Experten zur Asylfrage: Islam löst Ängste aus

Religion wird im aktuellen Migrations- und Flüchtlingsdiskurs immer mehr zu einem Thema, während gleichzeitig die Religiosität der „autochthonen“ Westeuropäer selbst zurückgeht.

Die diesbezüglichen Ängste vor Religion richten sich entweder auf eine Störung des „säkularen Narrativs von Religion“, oder sie greifen auf Sichtweisen des 17. Jahrhunderts zurück - wie etwa Viktor Orban, der erklärt hatte: „Die christliche Kultur muss sich gegen den Islam zur Wehr setzen.“ Die Wiener Theologen Kurt Appel und Regina Polak fassten so am Donnerstag beim zweitägigen Uni-Symposium „Religion und Migration“ eine derzeit herrschende Stimmung zusammen.

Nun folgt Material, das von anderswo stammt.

//! Synthetic ASCII FBX output.
//!
//! [`MemoryScene`](crate::MemoryScene) writes a small line-oriented stand-in
//! for the real exporter's output. It uses the same marker words the real
//! format carries (`Model`, `LimbNode`, `NodeAttribute`, `Deformer`,
//! `AnimationCurve`...) so token-count validation behaves the same on it.
//! The header deliberately avoids every counted marker.

use crate::settings::FbxSettings;

/// Line writer for one synthetic FBX document.
#[derive(Debug)]
pub struct FbxAsciiWriter {
    lines: Vec<String>,
}

impl FbxAsciiWriter {
    /// Starts a document and echoes the export settings into its header.
    pub fn new(settings: &FbxSettings) -> Self {
        let flag = |b: bool| if b { 1 } else { 0 };
        let lines = vec![
            "; FBX 7.5.0 project file".to_string(),
            "; Creator: animbatch memory scene".to_string(),
            format!(
                "; Settings: version={} up={} range={}..{} bake={} skins={} shapes={} anim_only={} constraints={} input_conns={} cameras={} skel_defs={} smooth={}",
                settings.file_version,
                settings.up_axis,
                settings.bake_start,
                settings.bake_end,
                flag(settings.bake_complex),
                flag(settings.skins),
                flag(settings.shapes),
                flag(settings.animation_only),
                flag(settings.constraints),
                flag(settings.input_connections),
                flag(settings.cameras),
                flag(settings.skeleton_definitions),
                flag(settings.smooth_mesh),
            ),
            "Objects:".to_string(),
        ];
        Self { lines }
    }

    /// `Model "<name>" "<class>"`.
    pub fn model(&mut self, name: &str, class: &str) {
        self.lines.push(format!("\tModel \"{}\" \"{}\"", name, class));
    }

    pub fn node_attribute(&mut self, name: &str, class: &str) {
        self.lines
            .push(format!("\tNodeAttribute \"{}\" \"{}\"", name, class));
    }

    pub fn geometry(&mut self, name: &str) {
        self.lines.push(format!("\tGeometry \"{}\" \"Mesh\"", name));
    }

    pub fn deformer(&mut self, name: &str, class: &str) {
        self.lines.push(format!("\tDeformer \"{}\" \"{}\"", name, class));
    }

    pub fn constraint(&mut self, name: &str, class: &str) {
        self.lines
            .push(format!("\tConstraint \"{}\" \"{}\"", name, class));
    }

    /// `AnimationCurve "<node>.<attr>" KeyTime t1 t2 ...`.
    pub fn curve(&mut self, name: &str, times: &[f64]) {
        let mut line = format!("\tAnimationCurve \"{}\" KeyTime", name);
        for t in times {
            line.push(' ');
            line.push_str(&format_time(*t));
        }
        self.lines.push(line);
    }

    pub fn finish(mut self) -> String {
        self.lines.push("; end".to_string());
        let mut out = self.lines.join("\n");
        out.push('\n');
        out
    }
}

fn format_time(t: f64) -> String {
    if t.fract() == 0.0 {
        format!("{}", t as i64)
    } else {
        format!("{}", t)
    }
}

/// Key times written for curve `<node>.<attr>`, if the document has it.
pub fn curve_key_times(text: &str, curve: &str) -> Option<Vec<f64>> {
    let prefix = format!("AnimationCurve \"{}\" KeyTime", curve);
    text.lines().find_map(|line| {
        let rest = line.trim_start().strip_prefix(&prefix)?;
        Some(
            rest.split_whitespace()
                .filter_map(|t| t.parse::<f64>().ok())
                .collect(),
        )
    })
}

/// Names of every curve in the document.
pub fn curve_names(text: &str) -> Vec<String> {
    text.lines()
        .filter_map(|line| {
            let rest = line.trim_start().strip_prefix("AnimationCurve \"")?;
            rest.split('"').next().map(str::to_string)
        })
        .collect()
}

/// Names of every `Model` of the given class.
pub fn model_names(text: &str, class: &str) -> Vec<String> {
    let suffix = format!("\" \"{}\"", class);
    text.lines()
        .filter_map(|line| {
            let rest = line.trim_start().strip_prefix("Model \"")?;
            rest.strip_suffix(&suffix).map(str::to_string)
        })
        .collect()
}

#[cfg(test)]
mod tests {
    use super::*;
    use pretty_assertions::assert_eq;

    #[test]
    fn test_header_has_no_counted_markers() {
        let text = FbxAsciiWriter::new(&FbxSettings::default()).finish();
        for token in [
            "LimbNode",
            "Mesh",
            "AnimationCurve",
            "Skin",
            "Deformer",
            "Skeleton",
            "NodeAttribute",
            "Null",
            "BlendShape",
            "Model",
        ] {
            assert!(!text.contains(token), "header contains {}", token);
        }
    }

    #[test]
    fn test_curve_lines_parse_back() {
        let mut w = FbxAsciiWriter::new(&FbxSettings::default());
        w.model("cam", "Camera");
        w.curve("cam.translateX", &[10.0, 11.0, 12.5]);
        let text = w.finish();
        assert_eq!(
            curve_key_times(&text, "cam.translateX"),
            Some(vec![10.0, 11.0, 12.5])
        );
        assert_eq!(curve_key_times(&text, "cam.rotateX"), None);
        assert_eq!(curve_names(&text), vec!["cam.translateX".to_string()]);
        assert_eq!(model_names(&text, "Camera"), vec!["cam".to_string()]);
    }
}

Furcht vor radikalem Islam

Polak zufolge fürchten 66 Prozent der Österreicher, dass mit den Flüchtlingen „ein radikaler Islam“ ins Land kommt. Sie hob hervor, dass bei der Symposiumsplanung niemand geahnt hatte, wie aktuell das Thema werden würde. Prominentester Teilnehmer der hochkarätigen Expertenrunden in Wien ist „Bootsflüchtlings-Kardinal“ Francesco Montenegro, Erzbischof von Agrigento/Lampedusa. Veranstalter ist die Forschungsplattform der Universität Wien „Religion and Transfomation in Contemporary European Society“, unterstützt vom Außenministerium und der Erste-Stiftung.

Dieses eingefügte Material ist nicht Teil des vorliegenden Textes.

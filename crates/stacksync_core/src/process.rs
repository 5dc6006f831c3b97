use std::collections::{BTreeMap, BTreeSet};

use anyhow::Result;
use async_trait::async_trait;
use serde::Serialize;

use crate::config::DeletionStrategy;
use crate::plan::MergePlan;

/// Incremental progress reporting, injected by the caller. The CLI renders
/// it; tests pass a null or recording sink.
pub trait ProgressSink: Send + Sync {
    /// Announce a unit of work with its total item count.
    fn begin(&self, module: &str, total: usize);
    /// Advance by `n` processed items, successful or not.
    fn advance(&self, n: usize);
}

pub struct NullProgress;

impl ProgressSink for NullProgress {
    fn begin(&self, _module: &str, _total: usize) {}
    fn advance(&self, _n: usize) {}
}

/// Non-fatal anomaly reporting, injected alongside progress.
pub trait Diagnostics: Send + Sync {
    fn info(&self, message: &str);
    fn warn(&self, message: &str);
    fn error(&self, message: &str);
}

pub struct NullDiagnostics;

impl Diagnostics for NullDiagnostics {
    fn info(&self, _message: &str) {}
    fn warn(&self, _message: &str) {}
    fn error(&self, _message: &str) {}
}

/// Outcome of one sync module run. Key sets record what succeeded; failures
/// keep the rendered error per key so no item's failure can silently vanish.
#[derive(Debug, Clone, Default, Serialize)]
pub struct TransferResults {
    pub created: BTreeSet<String>,
    pub updated: BTreeSet<String>,
    pub removed: BTreeSet<String>,
    pub unmodified: BTreeSet<String>,
    pub failed: BTreeMap<String, String>,
}

impl TransferResults {
    pub fn success(&self) -> bool {
        self.failed.is_empty()
    }

    pub fn summary(&self) -> String {
        format!(
            "created {} / updated {} / removed {} / unmodified {} / failed {}",
            self.created.len(),
            self.updated.len(),
            self.removed.len(),
            self.unmodified.len(),
            self.failed.len(),
        )
    }
}

/// The three effectful operations a driver supplies to apply a merge plan.
/// `key` is the plan key (primary key); the item is the side being acted on
/// (local for create/update, remote for remove).
#[async_trait]
pub trait MergeActions<T: Send + Sync>: Send + Sync {
    async fn create(&self, key: &str, item: &T) -> Result<()>;
    async fn update(&self, key: &str, item: &T) -> Result<()>;
    async fn remove(&self, key: &str, item: &T) -> Result<()>;
}

/// Apply a merge plan. Every partition entry is visited exactly once; one
/// item's failure never aborts the batch, it is recorded against that key and
/// the remaining items are still attempted. Progress advances once per
/// create/update/remove item regardless of outcome.
pub async fn process_plan<T, A>(
    actions: &A,
    plan: &MergePlan<T>,
    deletion_strategy: DeletionStrategy,
    progress: &dyn ProgressSink,
) -> TransferResults
where
    T: Send + Sync,
    A: MergeActions<T>,
{
    let mut results = TransferResults::default();

    for (key, item) in &plan.to_create {
        match actions.create(key, item).await {
            Ok(()) => {
                results.created.insert(key.clone());
            }
            Err(error) => {
                results.failed.insert(key.clone(), format!("{error:#}"));
            }
        }
        progress.advance(1);
    }

    for (key, item) in &plan.to_update {
        match actions.update(key, item).await {
            Ok(()) => {
                results.updated.insert(key.clone());
            }
            Err(error) => {
                results.failed.insert(key.clone(), format!("{error:#}"));
            }
        }
        progress.advance(1);
    }

    for (key, item) in &plan.to_remove {
        if deletion_strategy != DeletionStrategy::Delete {
            // Remote-only item left alone by policy: unmodified, not an error.
            results.unmodified.insert(key.clone());
            continue;
        }
        match actions.remove(key, item).await {
            Ok(()) => {
                results.removed.insert(key.clone());
            }
            Err(error) => {
                results.failed.insert(key.clone(), format!("{error:#}"));
            }
        }
        progress.advance(1);
    }

    for key in &plan.to_skip {
        results.unmodified.insert(key.clone());
    }

    results
}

Der Geowissenschaftler und Wiener Universitäts-Vizerektor Heinz Faßmann sagte, dass gelungene Integration in gewissem Ausmaß auch „Heraustreten der Immigranten aus geschlossenen Communities“ bedeuten müsse: „Wenn sie nicht verlassen werden, entstehen Parallelgesellschaften, was als Negativeffekt gesehen wird.“

Konfliktpotenzial

Im Blick auf die jüngsten ausjudizierten Konflikte auf deutscher oder europäischer Ebene - Streitthemen sind hier das Kopftuch bei Lehrerinnen, der Schwimmunterricht sowie das Tragen religiöser Symbole - konstatierte Faßmann zwei Trends: Einerseits hin zu einer „Prolongierung von Unklarheit“, andererseits auch zu einer Überforderung von Kindern, die zwischen religiösen Ansprüchen der Eltern und Bildungsvorgaben hin- und hergerissen seien.

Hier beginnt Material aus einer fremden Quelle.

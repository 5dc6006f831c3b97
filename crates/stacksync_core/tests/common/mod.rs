#![allow(dead_code)]

use std::collections::BTreeMap;
use std::sync::Mutex;
use std::sync::atomic::{AtomicUsize, Ordering};

use async_trait::async_trait;
use serde_json::json;

use stacksync_core::api::{ApiError, CmsApi, Item, LocaleInfo, ResourceKind};
use stacksync_core::labels::Label;
use stacksync_core::process::{Diagnostics, ProgressSink};

pub const DEFAULT_LOCALE_CODE: &str = "en-us";

/// Captures announced totals and ticks so tests can check they line up.
#[derive(Default)]
pub struct RecordingProgress {
    pub totals: Mutex<Vec<(String, usize)>>,
    pub ticks: AtomicUsize,
}

impl RecordingProgress {
    pub fn announced_total(&self) -> usize {
        self.totals
            .lock()
            .expect("lock")
            .iter()
            .map(|(_, total)| total)
            .sum()
    }

    pub fn ticked(&self) -> usize {
        self.ticks.load(Ordering::Relaxed)
    }
}

impl ProgressSink for RecordingProgress {
    fn begin(&self, module: &str, total: usize) {
        self.totals
            .lock()
            .expect("lock")
            .push((module.to_string(), total));
    }

    fn advance(&self, n: usize) {
        self.ticks.fetch_add(n, Ordering::Relaxed);
    }
}

/// Captures emitted messages, prefixed with their level.
#[derive(Default)]
pub struct RecordingDiagnostics {
    pub messages: Mutex<Vec<String>>,
}

impl RecordingDiagnostics {
    pub fn contains(&self, needle: &str) -> bool {
        self.messages
            .lock()
            .expect("lock")
            .iter()
            .any(|message| message.contains(needle))
    }
}

impl Diagnostics for RecordingDiagnostics {
    fn info(&self, message: &str) {
        self.messages
            .lock()
            .expect("lock")
            .push(format!("info: {message}"));
    }

    fn warn(&self, message: &str) {
        self.messages
            .lock()
            .expect("lock")
            .push(format!("warn: {message}"));
    }

    fn error(&self, message: &str) {
        self.messages
            .lock()
            .expect("lock")
            .push(format!("error: {message}"));
    }
}

/// In-memory stand-in for the management API. Behaves like the real remote
/// where the drivers depend on it: uid assignment, duplicate-title
/// rejection, parent validation for labels, and localized entry storage.
#[derive(Default)]
pub struct MockCms {
    pub state: Mutex<MockState>,
    requests: AtomicUsize,
}

#[derive(Default)]
pub struct MockState {
    pub items: BTreeMap<String, Vec<Item>>,
    pub labels: Vec<Label>,
    pub entries: BTreeMap<String, Vec<Item>>,
    /// (content type uid, entry uid, locale) -> localized payload.
    pub localized: BTreeMap<(String, String, String), Item>,
    pub calls: Vec<String>,
    next_uid: usize,
    /// Pretend the entry collection is empty for the next `get_entries`
    /// call, so a push plans a create that then collides on title.
    pub hide_entries_once: bool,
    /// Fail this many imports with an invalid-reference error first.
    pub fail_imports_with_invalid_reference: usize,
}

impl MockState {
    fn mint_uid(&mut self) -> String {
        self.next_uid += 1;
        format!("blt{:06}", self.next_uid)
    }
}

impl MockCms {
    pub fn with_items(kind: ResourceKind, items: Vec<Item>) -> Self {
        let mock = Self::default();
        mock.state
            .lock()
            .expect("lock")
            .items
            .insert(kind.path().to_string(), items);
        mock
    }

    pub fn calls(&self) -> Vec<String> {
        self.state.lock().expect("lock").calls.clone()
    }

    fn bump(&self, call: String) {
        self.requests.fetch_add(1, Ordering::Relaxed);
        self.state.lock().expect("lock").calls.push(call);
    }

    fn duplicate_title(key: &str) -> ApiError {
        ApiError::DuplicateTitle {
            key: key.to_string(),
            details: json!({ "title": ["is not unique."] }),
        }
    }

    fn not_found(what: &str) -> ApiError {
        ApiError::Api {
            code: 404,
            message: format!("{what} not found"),
            details: serde_json::Value::Null,
        }
    }
}

#[async_trait]
impl CmsApi for MockCms {
    async fn get_items(&self, kind: ResourceKind) -> Result<Vec<Item>, ApiError> {
        self.bump(format!("get_items {}", kind.path()));
        let state = self.state.lock().expect("lock");
        Ok(state.items.get(kind.path()).cloned().unwrap_or_default())
    }

    async fn create_item(&self, kind: ResourceKind, item: &Item) -> Result<Item, ApiError> {
        self.bump(format!("create_item {} {}", kind.path(), item.title));
        let mut state = self.state.lock().expect("lock");
        let clash = state
            .items
            .get(kind.path())
            .is_some_and(|collection| collection.iter().any(|e| e.title == item.title));
        if clash {
            return Err(Self::duplicate_title(&item.title));
        }
        let mut created = item.clone();
        if created.uid.is_empty() {
            created.uid = state.mint_uid();
        }
        state
            .items
            .entry(kind.path().to_string())
            .or_default()
            .push(created.clone());
        Ok(created)
    }

    async fn update_item(
        &self,
        kind: ResourceKind,
        uid: &str,
        item: &Item,
    ) -> Result<Item, ApiError> {
        self.bump(format!("update_item {} {uid}", kind.path()));
        let mut state = self.state.lock().expect("lock");
        let collection = state.items.entry(kind.path().to_string()).or_default();
        let Some(existing) = collection.iter_mut().find(|existing| existing.uid == uid) else {
            return Err(Self::not_found(kind.singular()));
        };
        let mut updated = item.clone();
        updated.uid = uid.to_string();
        *existing = updated.clone();
        Ok(updated)
    }

    async fn delete_item(&self, kind: ResourceKind, uid: &str) -> Result<(), ApiError> {
        self.bump(format!("delete_item {} {uid}", kind.path()));
        let mut state = self.state.lock().expect("lock");
        let collection = state.items.entry(kind.path().to_string()).or_default();
        let before = collection.len();
        collection.retain(|existing| existing.uid != uid);
        if collection.len() == before {
            return Err(Self::not_found(kind.singular()));
        }
        Ok(())
    }

    async fn get_labels(&self) -> Result<Vec<Label>, ApiError> {
        self.bump("get_labels".to_string());
        Ok(self.state.lock().expect("lock").labels.clone())
    }

    async fn create_label(&self, label: &Label) -> Result<Label, ApiError> {
        self.bump(format!("create_label {}", label.name));
        let mut state = self.state.lock().expect("lock");
        if let Some(parent) = &label.parent
            && !state.labels.iter().any(|existing| &existing.uid == parent)
        {
            return Err(ApiError::InvalidReference {
                key: label.name.clone(),
                detail: format!("parent \"{parent}\" is not valid"),
            });
        }
        let mut created = label.clone();
        created.uid = state.mint_uid();
        state.labels.push(created.clone());
        Ok(created)
    }

    async fn update_label(&self, uid: &str, label: &Label) -> Result<Label, ApiError> {
        self.bump(format!("update_label {uid}"));
        let mut state = self.state.lock().expect("lock");
        let Some(existing) = state.labels.iter_mut().find(|existing| existing.uid == uid) else {
            return Err(Self::not_found("label"));
        };
        let mut updated = label.clone();
        updated.uid = uid.to_string();
        *existing = updated.clone();
        Ok(updated)
    }

    async fn delete_label(&self, uid: &str) -> Result<(), ApiError> {
        self.bump(format!("delete_label {uid}"));
        let mut state = self.state.lock().expect("lock");
        if state
            .labels
            .iter()
            .any(|existing| existing.parent.as_deref() == Some(uid))
        {
            return Err(ApiError::Api {
                code: 422,
                message: "label still has children".to_string(),
                details: serde_json::Value::Null,
            });
        }
        let before = state.labels.len();
        state.labels.retain(|existing| existing.uid != uid);
        if state.labels.len() == before {
            return Err(Self::not_found("label"));
        }
        Ok(())
    }

    async fn get_entries(&self, content_type_uid: &str) -> Result<Vec<Item>, ApiError> {
        self.bump(format!("get_entries {content_type_uid}"));
        let mut state = self.state.lock().expect("lock");
        if state.hide_entries_once {
            state.hide_entries_once = false;
            return Ok(Vec::new());
        }
        Ok(state
            .entries
            .get(content_type_uid)
            .cloned()
            .unwrap_or_default())
    }

    async fn get_entry(
        &self,
        content_type_uid: &str,
        entry_uid: &str,
        locale: Option<&str>,
    ) -> Result<Item, ApiError> {
        self.bump(format!("get_entry {content_type_uid}/{entry_uid}"));
        let state = self.state.lock().expect("lock");
        match locale {
            Some(locale) if locale != DEFAULT_LOCALE_CODE => state
                .localized
                .get(&(
                    content_type_uid.to_string(),
                    entry_uid.to_string(),
                    locale.to_string(),
                ))
                .cloned()
                .ok_or_else(|| Self::not_found("entry locale")),
            _ => state
                .entries
                .get(content_type_uid)
                .and_then(|entries| entries.iter().find(|entry| entry.uid == entry_uid))
                .cloned()
                .ok_or_else(|| Self::not_found("entry")),
        }
    }

    async fn get_entry_locales(
        &self,
        content_type_uid: &str,
        entry_uid: &str,
    ) -> Result<Vec<LocaleInfo>, ApiError> {
        self.bump(format!("get_entry_locales {content_type_uid}/{entry_uid}"));
        let state = self.state.lock().expect("lock");
        let mut locales = vec![LocaleInfo {
            code: DEFAULT_LOCALE_CODE.to_string(),
            name: "English - United States".to_string(),
            uid: "blt_locale_default".to_string(),
            fallback_locale: None,
        }];
        for (ct, uid, code) in state.localized.keys() {
            if ct == content_type_uid && uid == entry_uid {
                locales.push(LocaleInfo {
                    code: code.clone(),
                    name: code.clone(),
                    uid: format!("blt_locale_{code}"),
                    fallback_locale: Some(DEFAULT_LOCALE_CODE.to_string()),
                });
            }
        }
        Ok(locales)
    }

    async fn import_entry(
        &self,
        content_type_uid: &str,
        entry: &Item,
        overwrite: bool,
        locale: Option<&str>,
    ) -> Result<Item, ApiError> {
        self.bump(format!(
            "import_entry {content_type_uid} {} overwrite={overwrite} locale={}",
            entry.title,
            locale.unwrap_or("default")
        ));
        let mut state = self.state.lock().expect("lock");
        if state.fail_imports_with_invalid_reference > 0 {
            state.fail_imports_with_invalid_reference -= 1;
            return Err(ApiError::InvalidReference {
                key: entry.title.clone(),
                detail: "referenced entry is not valid".to_string(),
            });
        }

        match locale {
            Some(locale) => {
                let known = state
                    .entries
                    .get(content_type_uid)
                    .is_some_and(|entries| entries.iter().any(|e| e.uid == entry.uid));
                if !known {
                    return Err(Self::not_found("entry"));
                }
                state.localized.insert(
                    (
                        content_type_uid.to_string(),
                        entry.uid.clone(),
                        locale.to_string(),
                    ),
                    entry.clone(),
                );
                Ok(entry.clone())
            }
            None => {
                let clash = state.entries.get(content_type_uid).is_some_and(|entries| {
                    entries
                        .iter()
                        .any(|e| e.title == entry.title && e.uid != entry.uid)
                });
                if clash && !overwrite {
                    return Err(Self::duplicate_title(&entry.title));
                }
                let mut outgoing = entry.clone();
                if outgoing.uid.is_empty() {
                    outgoing.uid = state.mint_uid();
                }
                let collection = state
                    .entries
                    .entry(content_type_uid.to_string())
                    .or_default();
                if let Some(existing) = collection.iter_mut().find(|e| e.uid == outgoing.uid) {
                    *existing = outgoing.clone();
                } else if let Some(existing) = clash
                    .then(|| collection.iter_mut().find(|e| e.title == outgoing.title))
                    .flatten()
                {
                    outgoing.uid = existing.uid.clone();
                    *existing = outgoing.clone();
                } else {
                    collection.push(outgoing.clone());
                }
                Ok(outgoing)
            }
        }
    }

    async fn delete_entry(
        &self,
        content_type_uid: &str,
        entry_uid: &str,
    ) -> Result<(), ApiError> {
        self.bump(format!("delete_entry {content_type_uid}/{entry_uid}"));
        let mut state = self.state.lock().expect("lock");
        let collection = state
            .entries
            .entry(content_type_uid.to_string())
            .or_default();
        let before = collection.len();
        collection.retain(|entry| entry.uid != entry_uid);
        if collection.len() == before {
            return Err(Self::not_found("entry"));
        }
        state
            .localized
            .retain(|(ct, uid, _), _| !(ct == content_type_uid && uid == entry_uid));
        Ok(())
    }

    fn request_count(&self) -> usize {
        self.requests.load(Ordering::Relaxed)
    }
}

Wenn es nicht gelänge, dass Gläubige und Nichtgläubige zueinander finden und dass eine „tolerante Form der Religion“ gelebt wird, sei mit einer Zunahme von Konflikten zur rechnen, prognostizierte der Wissenschaftler.

Chancen und Risiken

Hingegen sieht der Göttinger Soziologe Alexander-Kenneth Nagel in den aktuellen Rechtskonflikten nicht nur ein Problem, sondern auch Teil der Lösung. Die Themen seien neu, und sie führten zu einem längst notwendigen „rechtsdogmatischen Umdenkprozess“. Wichtig sei die stärkere Einbeziehung des „religiösen Führungspersonals“ in den Integrationsprozess, so Nagel. Es gelte, sie stärker ans „Vernunftpotenzial der Gesellschaft“ heranzuführen.

Der Luzerner Religionswissenschaftler Martin Baumann wies auf die Ambivalenz der Integrationspotenziale der Religionsgemeinschaften von Immigranten hin. Einerseits stellten etwa Moscheen oder orthodoxe Kirchen eine Vielzahl Dienstleistungen bereit, um mögliche Fertigkeiten zu erlernen. Andererseits seien neben diesem positiven Sozialkapital zugleich auch negative Sozialkapitalformen zu sehen - wie das Beibehalten von Hierarchien, das Begrenzen der Möglichkeiten für Frauen und Jugendliche, das Konservieren von alten Macht- und Moralvorstellungen sowie der Verpflichtungscharakter.